The three let that theory soak in. There were so many variables at play. Governments at work on both sides, and no sides at all. Unable to trust any partner nations, the tightening of the noose was going to go down the same way they’d run the Saddam Hussein capture.
Lots of misinformation purposefully fed, rapid deployments and withdrawals of special operations forces, press conferences to report on a crisis in the opposite side of the country, and then… And then one small collection of very highly trained professionals would arrive under the cloak of darkness and snatch him away. The old boogeyman plan.
“I’d be surprised if any one person could track that fucker down. An entire world has hunted him. Who the fuck y’all talking about anyway?”
“The man we’re assigned to kill.”
Cracks of wood, mud and painted stucco chips flicked and exploded across the small upper room. The stream of fully automatic machine gun fire caught them off guard. They’d eased into a lax during the quiet. Except for Batya—she was always ready for the unexpected. Smoke and the ringing sound of intended death crowded the space.
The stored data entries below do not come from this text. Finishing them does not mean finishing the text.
use std::{error::Error, f64::consts::PI, fs::File};

use approx::assert_abs_diff_eq;
use csv::ReaderBuilder;
use ndarray::Array2;
use ndarray_csv::Array2Reader;
use vawt::{Aerofoil, AerofoilBuildError, AerofoilBuilder, StreamTube, VAWTSolution, VAWTSolver};

const POLARS: [(&str, f64); 3] = [
    ("tests/polars/symmetric_re080k.csv", 80_000.0),
    ("tests/polars/symmetric_re040k.csv", 40_000.0),
    ("tests/polars/symmetric_re160k.csv", 160_000.0),
];

fn read_array(path: &str) -> Result<Array2<f64>, Box<dyn Error>> {
    let file = File::open(path)?;
    let mut reader = ReaderBuilder::new()
        .has_headers(false)
        .trim(csv::Trim::All)
        .delimiter(b',')
        .from_reader(file);

    Ok(reader.deserialize_array2_dynamic()?)
}

fn symmetric_builder() -> Result<AerofoilBuilder, Box<dyn Error>> {
    let mut builder = Aerofoil::builder();
    for (path, re) in POLARS {
        builder.load_data(read_array(path)?, re)?;
    }
    builder.symmetric(true);
    Ok(builder)
}

fn load_corrected() -> Result<Aerofoil, Box<dyn Error>> {
    Ok(symmetric_builder()?
        .set_aspect_ratio(12.8)
        .request_aspect_ratio_correction(true)
        .build()?)
}

fn solve_reference(aerofoil: &Aerofoil) -> VAWTSolution<'_> {
    VAWTSolver::new(aerofoil)
        .re(31_300.0)
        .solidity(0.3525)
        .n_streamtubes(72)
        .tsr(3.25)
        .solve(0.0)
}

#[test]
fn reference_turbine() -> Result<(), Box<dyn Error>> {
    let aerofoil = load_corrected()?;
    let solution = solve_reference(&aerofoil);

    assert_eq!(solution.n_streamtubes(), 72);
    for &a in solution.a_samples() {
        assert!((-1.0..=1.2).contains(&a), "induction factor {a} out of range");
    }
    let c_torque = solution.c_torque();
    let c_power = solution.c_power();
    assert!(c_torque.is_finite());
    assert!(c_power.is_finite());
    assert!(c_power > 0.0);
    assert_abs_diff_eq!(c_power, c_torque * 3.25, epsilon = 1e-12);
    Ok(())
}

#[test]
fn bracketed_streamtubes_balance_thrust() -> Result<(), Box<dyn Error>> {
    let aerofoil = load_corrected()?;
    let solution = solve_reference(&aerofoil);
    let case = solution.case();

    for tube in solution.streamtubes() {
        let streamtube = StreamTube::new(tube.theta(), tube.beta(), tube.a_0());
        let err_left = streamtube.thrust_error(-2.0, &case);
        let bracketed = err_left * streamtube.thrust_error(2.0, &case) <= 0.0;
        if bracketed {
            assert!(
                tube.thrust_error().abs() <= 10.0 * solution.epsilon(),
                "thrust error {} at theta = {}",
                tube.thrust_error(),
                tube.theta()
            );
        }
    }
    Ok(())
}

#[test]
fn zero_solidity_has_no_torque() -> Result<(), Box<dyn Error>> {
    let aerofoil = load_corrected()?;
    for tsr in [0.5, 1.0, 2.0, 3.25, 5.0] {
        let solution = VAWTSolver::new(&aerofoil).solidity(0.0).tsr(tsr).solve(0.0);
        assert_eq!(solution.c_torque(), 0.0);
        assert_eq!(solution.c_power(), 0.0);
    }
    Ok(())
}

#[test]
fn solution_is_exact_on_streamtubes() -> Result<(), Box<dyn Error>> {
    let aerofoil = load_corrected()?;
    let solution = solve_reference(&aerofoil);
    for (theta, a) in solution.theta_samples().iter().zip(solution.a_samples()) {
        assert_eq!(solution.a(*theta), *a);
    }
    Ok(())
}

#[test]
fn interpolated_queries_match_streamtubes() -> Result<(), Box<dyn Error>> {
    let aerofoil = load_corrected()?;
    let solution = solve_reference(&aerofoil);
    for tube in solution.streamtubes() {
        let theta = tube.theta();
        assert_eq!(solution.w(theta), tube.w());
        assert_eq!(solution.alpha(theta), tube.alpha());
        assert_eq!(solution.re(theta), tube.re());
        assert_eq!(solution.c_tan(theta), tube.c_tan());
        assert_eq!(solution.thrust_error(theta), tube.thrust_error());
    }

    // between two streamtubes the induction factor is interpolated linearly
    let theta = solution.theta_samples();
    let a = solution.a_samples();
    let mid = (theta[3] + theta[4]) / 2.0;
    assert_abs_diff_eq!(solution.a(mid), (a[3] + a[4]) / 2.0, epsilon = 1e-12);
    Ok(())
}

#[test]
fn pitch_follows_theta() -> Result<(), Box<dyn Error>> {
    let aerofoil = load_corrected()?;
    let beta = |theta: f64| theta.sin() * 10.0f64.to_radians();
    let solution = VAWTSolver::new(&aerofoil)
        .re(31_300.0)
        .solidity(0.3525)
        .n_streamtubes(72)
        .tsr(3.25)
        .solve_with_beta_fn(beta);

    for (&theta, &solved_beta) in solution.theta_samples().iter().zip(solution.beta_samples()) {
        assert_eq!(solved_beta, beta(theta));
    }
    assert!(solution.c_torque().is_finite());
    Ok(())
}

#[test]
fn parallel_solution_is_deterministic() -> Result<(), Box<dyn Error>> {
    let aerofoil = load_corrected()?;
    let first = solve_reference(&aerofoil);
    let second = solve_reference(&aerofoil);
    assert_eq!(first.a_samples(), second.a_samples());
    assert_eq!(first.a_0_samples(), second.a_0_samples());
    assert_eq!(first.c_torque(), second.c_torque());
    Ok(())
}

#[test]
fn duplicate_polar_leaves_dataset_unchanged() -> Result<(), Box<dyn Error>> {
    let mut builder = symmetric_builder()?;
    assert_eq!(builder.len(), 3);
    let err = builder
        .load_data(read_array(POLARS[0].0)?, POLARS[0].1)
        .unwrap_err();
    assert!(matches!(err, AerofoilBuildError::Duplicate(_)));
    assert_eq!(builder.len(), 3);
    assert_eq!(
        builder.reynolds_numbers().collect::<Vec<_>>(),
        vec![40_000.0, 80_000.0, 160_000.0]
    );
    Ok(())
}

#[test]
fn polar_samples_are_reproduced() -> Result<(), Box<dyn Error>> {
    let (path, re) = POLARS[1];
    let data = read_array(path)?;
    let aerofoil = Aerofoil::builder()
        .load_data(data.clone(), re)?
        .symmetric(true)
        .build()?;
    for row in data.rows() {
        let clcd = aerofoil.cl_cd(row[0].to_radians(), re);
        assert_abs_diff_eq!(clcd.cl(), row[1], epsilon = 1e-12);
        assert_abs_diff_eq!(clcd.cd(), row[2], epsilon = 1e-12);
    }
    Ok(())
}

#[test]
fn symmetric_lut_is_mirrored() -> Result<(), Box<dyn Error>> {
    let aerofoil = load_corrected()?;
    for deg in [0.5, 4.0, 11.3, 25.0, 60.0, 89.0] {
        let alpha = f64::to_radians(deg);
        for re in [10_000.0, 31_300.0, 60_000.0, 120_000.0, 500_000.0] {
            let pos = aerofoil.cl_cd(alpha, re);
            let neg = aerofoil.cl_cd(-alpha, re);
            assert_eq!(neg.cl(), -pos.cl());
            assert_eq!(neg.cd(), pos.cd());
        }
    }
    let cd_max = aerofoil.cl_cd(PI / 2.0, 80_000.0).cd();
    assert_abs_diff_eq!(cd_max, 1.1 + 0.018 * 12.8, epsilon = 1e-9);
    Ok(())
}
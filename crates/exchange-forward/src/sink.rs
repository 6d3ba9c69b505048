use crate::forward_info::ForwardInfo;
use crate::input_partition::InputPartition;
use crate::writer::Writer;
use exchange_core::{RecordWriter, RequestContext};
use parking_lot::Mutex;
use std::sync::atomic::{AtomicBool, AtomicUsize, Ordering};
use std::sync::{Arc, Weak};

/// Owning end of one partition's writer.
///
/// Created once per partition by the flow; hands out at most one live
/// `Writer` at a time. `release_writer` is how a producer task returns its
/// writer when done — it must be the same writer this sink is currently
/// holding, checked by pointer identity, or it is a usage error.
pub struct Sink {
    info: Arc<ForwardInfo>,
    context: Arc<dyn RequestContext>,
    partition: Arc<InputPartition>,
    write_count: Option<Arc<AtomicUsize>>,
    weak_self: Weak<Sink>,
    writer: Mutex<Option<Arc<Writer>>>,
    active: AtomicBool,
}

impl Sink {
    pub(crate) fn new(
        info: Arc<ForwardInfo>,
        context: Arc<dyn RequestContext>,
        partition: Arc<InputPartition>,
        write_count: Option<Arc<AtomicUsize>>,
    ) -> Arc<Self> {
        Arc::new_cyclic(|weak_self| Self {
            info,
            context,
            partition,
            write_count,
            weak_self: weak_self.clone(),
            writer: Mutex::new(None),
            active: AtomicBool::new(true),
        })
    }

    /// Returns the live writer, creating it on first call. A sink that
    /// already has a live writer returns the same instance.
    pub fn acquire_writer(&self) -> Arc<dyn RecordWriter> {
        let mut held = self.writer.lock();
        if held.is_none() {
            tracing::trace!("acquiring writer");
            *held = Some(Arc::new(Writer::new(
                self.info.clone(),
                self.weak_self.clone(),
                self.write_count.clone(),
                self.partition.clone(),
            )));
        }
        held.as_ref().expect("just populated above").clone() as Arc<dyn RecordWriter>
    }

    /// Called by a `Writer::release()`. Aborts loudly if `writer` is not the
    /// one this sink currently holds — returning the wrong writer, or the
    /// same writer twice, is a caller bug, not a recoverable condition.
    pub(crate) fn release_writer(&self, writer: &Writer) {
        let mut held = self.writer.lock();
        match held.as_deref() {
            Some(current) if std::ptr::eq(current, writer) => {
                *held = None;
            }
            _ => exchange_core::fail_with_exception(
                "release_writer called with a writer this sink is not currently holding",
            ),
        }
        drop(held);
        self.deactivate();
    }

    /// Idempotent: flips the shared active flag to `false` so readers on the
    /// same partition learn the upstream has closed.
    pub fn deactivate(&self) {
        if self.active.swap(false, Ordering::AcqRel) {
            tracing::debug!("sink deactivated");
        }
        self.partition.active().store(false, Ordering::Release);
    }

    pub fn partition(&self) -> &Arc<InputPartition> {
        &self.partition
    }

    pub fn context(&self) -> &Arc<dyn RequestContext> {
        &self.context
    }
}

impl exchange_core::Sink for Sink {
    fn acquire_writer(&self) -> Arc<dyn RecordWriter> {
        Sink::acquire_writer(self)
    }

    fn deactivate(&self) {
        Sink::deactivate(self)
    }
}

#[cfg(test)]
mod tests {
    use super::*;
    use exchange_core::{RecordMeta, TestRequestContext};

    fn sink() -> Arc<Sink> {
        let info = Arc::new(ForwardInfo::new(Arc::new(RecordMeta::new(vec![], 8)), None));
        let partition = Arc::new(InputPartition::new(None, None, info.clone()));
        Sink::new(info, Arc::new(TestRequestContext::new(1)), partition, None)
    }

    #[test]
    fn acquire_writer_is_idempotent_while_held() {
        let sink = sink();
        let first = sink.acquire_writer();
        let second = sink.acquire_writer();
        assert!(Arc::ptr_eq(&first, &second));
    }

    #[test]
    fn releasing_the_held_writer_deactivates_the_sink_and_partition() {
        let sink = sink();
        let writer = sink.acquire_writer();
        writer.release();
        assert!(!sink.partition().active().load(Ordering::Acquire));
        assert!(sink.writer.lock().is_none());
    }

    #[test]
    #[should_panic(expected = "not currently holding")]
    fn releasing_a_writer_the_sink_never_held_aborts() {
        let sink = sink();
        let other_info = Arc::new(ForwardInfo::new(Arc::new(RecordMeta::new(vec![], 8)), None));
        let other_partition = Arc::new(InputPartition::new(None, None, other_info.clone()));
        let stray = Writer::new(other_info, Weak::new(), None, other_partition);
        sink.release_writer(&stray);
    }

    #[test]
    fn deactivate_is_idempotent() {
        let sink = sink();
        sink.deactivate();
        sink.deactivate();
        assert!(!sink.partition().active().load(Ordering::Acquire));
    }
}
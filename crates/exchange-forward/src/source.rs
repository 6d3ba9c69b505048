use crate::input_partition::InputPartition;
use crate::reader::Reader;
use exchange_core::RecordReader;
use parking_lot::Mutex;
use std::sync::Arc;

/// Owning end of one partition's reader. Lazily creates its single reader on
/// first `acquire_reader` and hands out the same instance thereafter.
pub struct Source {
    partition: Arc<InputPartition>,
    reader: Mutex<Option<Arc<Reader>>>,
}

impl Source {
    pub(crate) fn new(partition: Arc<InputPartition>) -> Self {
        Self { partition, reader: Mutex::new(None) }
    }

    pub fn acquire_reader(&self) -> Arc<dyn RecordReader> {
        let mut held = self.reader.lock();
        if held.is_none() {
            tracing::trace!("acquiring reader");
            *held = Some(Arc::new(Reader::new(self.partition.clone())));
        }
        held.as_ref().expect("just populated above").clone() as Arc<dyn RecordReader>
    }

    pub fn partition(&self) -> &Arc<InputPartition> {
        &self.partition
    }
}

impl exchange_core::Source for Source {
    fn acquire_reader(&self) -> Arc<dyn RecordReader> {
        Source::acquire_reader(self)
    }
}

#[cfg(test)]
mod tests {
    use super::*;
    use crate::forward_info::ForwardInfo;
    use exchange_core::RecordMeta;

    fn source() -> Source {
        let info = Arc::new(ForwardInfo::new(Arc::new(RecordMeta::new(vec![], 8)), None));
        Source::new(Arc::new(InputPartition::new(None, None, info)))
    }

    #[test]
    fn acquire_reader_returns_the_same_instance_every_call() {
        let source = source();
        let first = source.acquire_reader();
        let second = source.acquire_reader();
        assert!(Arc::ptr_eq(&first, &second));
    }
}
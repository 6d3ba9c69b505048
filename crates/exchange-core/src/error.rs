use std::fmt;

/// Conditions that can be reported across a `Result` boundary.
///
/// Per the exchange's error model, only allocation/resource failure ever
/// takes this path. Usage errors (programmer bugs) abort loudly instead of
/// returning a `Result` — see [`fail_with_exception`]. "Expected empty" and
/// "limit reached" are not errors at all; they are ordinary `bool` returns.
#[derive(Debug, thiserror::Error)]
pub enum ExchangeError {
    /// A paged memory resource refused to grow beyond its configured cap.
    #[error("paged memory resource exhausted: requested {requested} bytes, cap is {limit} bytes")]
    Allocation { requested: usize, limit: usize },
}

/// Abort loudly on a programmer error: a double-release, a writer/reader
/// identity mismatch, a negative partition count, or any other condition the
/// exchange cannot recover from by retrying.
///
/// Mirrors the C++ `fail_with_exception()` idiom used throughout the
/// original forward exchange for usage errors that are not meant to be
/// caught by callers.
#[track_caller]
pub fn fail_with_exception(reason: impl fmt::Display) -> ! {
    panic!("exchange usage error: {reason}");
}
use crate::forward_info::ForwardInfo;
use crate::input_partition::InputPartition;
use crate::sink::Sink;
use exchange_core::{RecordRef, RecordWriter};
use std::sync::atomic::{AtomicUsize, Ordering};
use std::sync::{Arc, Weak};

/// Producer handle for exactly one partition.
///
/// `write` never refuses a row for the forward exchange: once the shared
/// limit counter (if any) reaches `forward_info.limit`, further rows are
/// silently dropped rather than rejected — this is the exchange's
/// implementation of a pushed-down `LIMIT`, not backpressure, so the
/// producer is never obliged to branch on the return value.
pub struct Writer {
    info: Arc<ForwardInfo>,
    owner: Weak<Sink>,
    write_count: Option<Arc<AtomicUsize>>,
    partition: Arc<InputPartition>,
}

impl Writer {
    pub(crate) fn new(
        info: Arc<ForwardInfo>,
        owner: Weak<Sink>,
        write_count: Option<Arc<AtomicUsize>>,
        partition: Arc<InputPartition>,
    ) -> Self {
        Self { info, owner, write_count, partition }
    }
}

impl RecordWriter for Writer {
    fn write(&self, record: RecordRef) -> bool {
        if let (Some(counter), Some(limit)) = (&self.write_count, self.info.limit()) {
            let mut observed = counter.load(Ordering::Relaxed);
            loop {
                if observed >= limit {
                    // Limit already reached: drop silently, report success.
                    return true;
                }
                match counter.compare_exchange_weak(
                    observed,
                    observed + 1,
                    Ordering::AcqRel,
                    Ordering::Relaxed,
                ) {
                    Ok(_) => break,
                    Err(current) => observed = current,
                }
            }
        }
        self.partition.push(record);
        true
    }

    fn flush(&self) {
        self.partition.flush();
    }

    fn release(&self) {
        tracing::trace!("writer released");
        if let Some(sink) = self.owner.upgrade() {
            sink.release_writer(self);
        }
    }
}
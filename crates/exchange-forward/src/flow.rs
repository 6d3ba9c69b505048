use crate::forward_info::ForwardInfo;
use crate::input_partition::InputPartition;
use crate::sink::Sink;
use crate::source::Source;
use exchange_core::{ExchangeKind, RequestContext, Task, TaskList};
use parking_lot::Mutex;
use std::sync::atomic::AtomicUsize;
use std::sync::Arc;

/// The flow's single scheduling handle, submitted to the scheduler
/// regardless of how many partitions the flow has set up. The forward
/// exchange only produces the submission contract; how and when the
/// scheduler runs it is out of its scope.
struct ExchangeTask {
    label: String,
}

impl Task for ExchangeTask {
    fn label(&self) -> &str {
        &self.label
    }
}

/// Live instance of a forward exchange for one request: owns the partitions
/// and hands out `Sink`/`Source` views with stable (`Arc`-backed) addresses,
/// since tasks and collaborators may hold onto them past a `Vec` reallocation.
pub struct Flow {
    info: Arc<ForwardInfo>,
    context: Arc<dyn RequestContext>,
    write_count: Mutex<Option<Arc<AtomicUsize>>>,
    sinks: Mutex<Vec<Arc<Sink>>>,
    sources: Mutex<Vec<Arc<Source>>>,
}

impl Flow {
    pub fn new(info: Arc<ForwardInfo>, context: Arc<dyn RequestContext>) -> Self {
        Self {
            info,
            context,
            write_count: Mutex::new(None),
            sinks: Mutex::new(Vec::new()),
            sources: Mutex::new(Vec::new()),
        }
    }
}

impl exchange_core::Flow for Flow {
    fn create_tasks(&self) -> TaskList {
        vec![Arc::new(ExchangeTask {
            label: format!("forward-exchange-{}", self.context.request_id()),
        }) as Arc<dyn Task>]
    }

    fn setup_partitions(&self, partitions: usize) -> (Vec<Arc<dyn exchange_core::Sink>>, Vec<Arc<dyn exchange_core::Source>>) {
        tracing::debug!(partitions, "setting up forward exchange partitions");

        // The limit counter is shared by every partition ever created on
        // this flow, so it is created once, lazily, not per call.
        let mut write_count_slot = self.write_count.lock();
        if write_count_slot.is_none() {
            *write_count_slot = self.info.limit().map(|_| Arc::new(AtomicUsize::new(0)));
        }
        let write_count = write_count_slot.clone();
        drop(write_count_slot);

        let mut new_sinks = Vec::with_capacity(partitions);
        let mut new_sources = Vec::with_capacity(partitions);
        for _ in 0..partitions {
            let partition = Arc::new(InputPartition::new(None, None, self.info.clone()));
            new_sinks.push(Sink::new(self.info.clone(), self.context.clone(), partition.clone(), write_count.clone()));
            new_sources.push(Arc::new(Source::new(partition)));
        }

        self.sinks.lock().extend(new_sinks.iter().cloned());
        self.sources.lock().extend(new_sources.iter().cloned());

        (
            new_sinks.into_iter().map(|s| s as Arc<dyn exchange_core::Sink>).collect(),
            new_sources.into_iter().map(|s| s as Arc<dyn exchange_core::Source>).collect(),
        )
    }

    fn sinks(&self) -> Vec<Arc<dyn exchange_core::Sink>> {
        self.sinks.lock().iter().cloned().map(|s| s as Arc<dyn exchange_core::Sink>).collect()
    }

    fn sources(&self) -> Vec<Arc<dyn exchange_core::Source>> {
        self.sources.lock().iter().cloned().map(|s| s as Arc<dyn exchange_core::Source>).collect()
    }

    fn kind(&self) -> ExchangeKind {
        ExchangeKind::Forward
    }

    fn context(&self) -> Arc<dyn RequestContext> {
        self.context.clone()
    }
}

#[cfg(test)]
mod tests {
    use super::*;
    use exchange_core::{RecordMeta, TestRequestContext};

    fn flow(limit: Option<usize>) -> Flow {
        let info = Arc::new(ForwardInfo::new(Arc::new(RecordMeta::new(vec![], 8)), limit));
        Flow::new(info, Arc::new(TestRequestContext::new(1)))
    }

    #[test]
    fn setup_partitions_returns_matching_counts_with_stable_index_correspondence() {
        use exchange_core::{Flow as _, RecordWriter as _, Sink as _};

        let flow = flow(None);
        let (sinks, sources) = flow.setup_partitions(3);
        assert_eq!(sinks.len(), 3);
        assert_eq!(sources.len(), 3);
        assert_eq!(flow.sinks().len(), 3);
        assert_eq!(flow.sources().len(), 3);

        let writer = sinks[0].acquire_writer();
        let bytes = 7i64.to_ne_bytes();
        let record = unsafe { exchange_core::RecordRef::new(bytes.as_ptr(), bytes.len()) };
        // Writing through sinks[0] must not touch any other partition.
        let _ = writer.write(record);
    }

    #[test]
    fn setup_partitions_with_a_limit_shares_one_counter_across_every_sink() {
        use exchange_core::{Flow as _, RecordWriter as _, Sink as _};

        let flow = flow(Some(2));
        let (sinks, _sources) = flow.setup_partitions(2);
        let bytes = 1i64.to_ne_bytes();
        let record = || unsafe { exchange_core::RecordRef::new(bytes.as_ptr(), bytes.len()) };

        let w0 = sinks[0].acquire_writer();
        let w1 = sinks[1].acquire_writer();
        assert!(w0.write(record()));
        assert!(w0.write(record()));
        // The shared limit is already exhausted by partition 0 alone.
        assert!(w1.write(record()));
    }

    #[test]
    fn create_tasks_yields_exactly_one_task_regardless_of_partition_count() {
        use exchange_core::Flow as _;

        let flow = flow(None);
        assert_eq!(flow.create_tasks().len(), 1);
        flow.setup_partitions(4);
        assert_eq!(flow.create_tasks().len(), 1);
    }

    #[test]
    fn kind_is_forward() {
        use exchange_core::Flow as _;
        assert_eq!(flow(None).kind(), ExchangeKind::Forward);
    }
}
Justice shoved Fury down. They had both landed to cover Batya. He saw her face turn purplish red with brilliantly white teeth clinched so tight they might snap. She was suffering agony. But, at least she hadn’t been shot.
“Fuck, who’d we miss? I thought we cleared all of the bad guys,” Justice whispered.
His ears felt as if they’d been stuffed with cotton and then set on fire, but he heard another distinctive cracking sound. It was an old-school bullhorn’s microphone squeal.
“Oh shit, here we go with their surrender demands,” Justice said.
“Justice Boudreaux.”
Justice’s back turned rigid at the sound of his name. That voice—Benjamin Franklin Ford. He and Batya’s eyes were wide and glued to each others.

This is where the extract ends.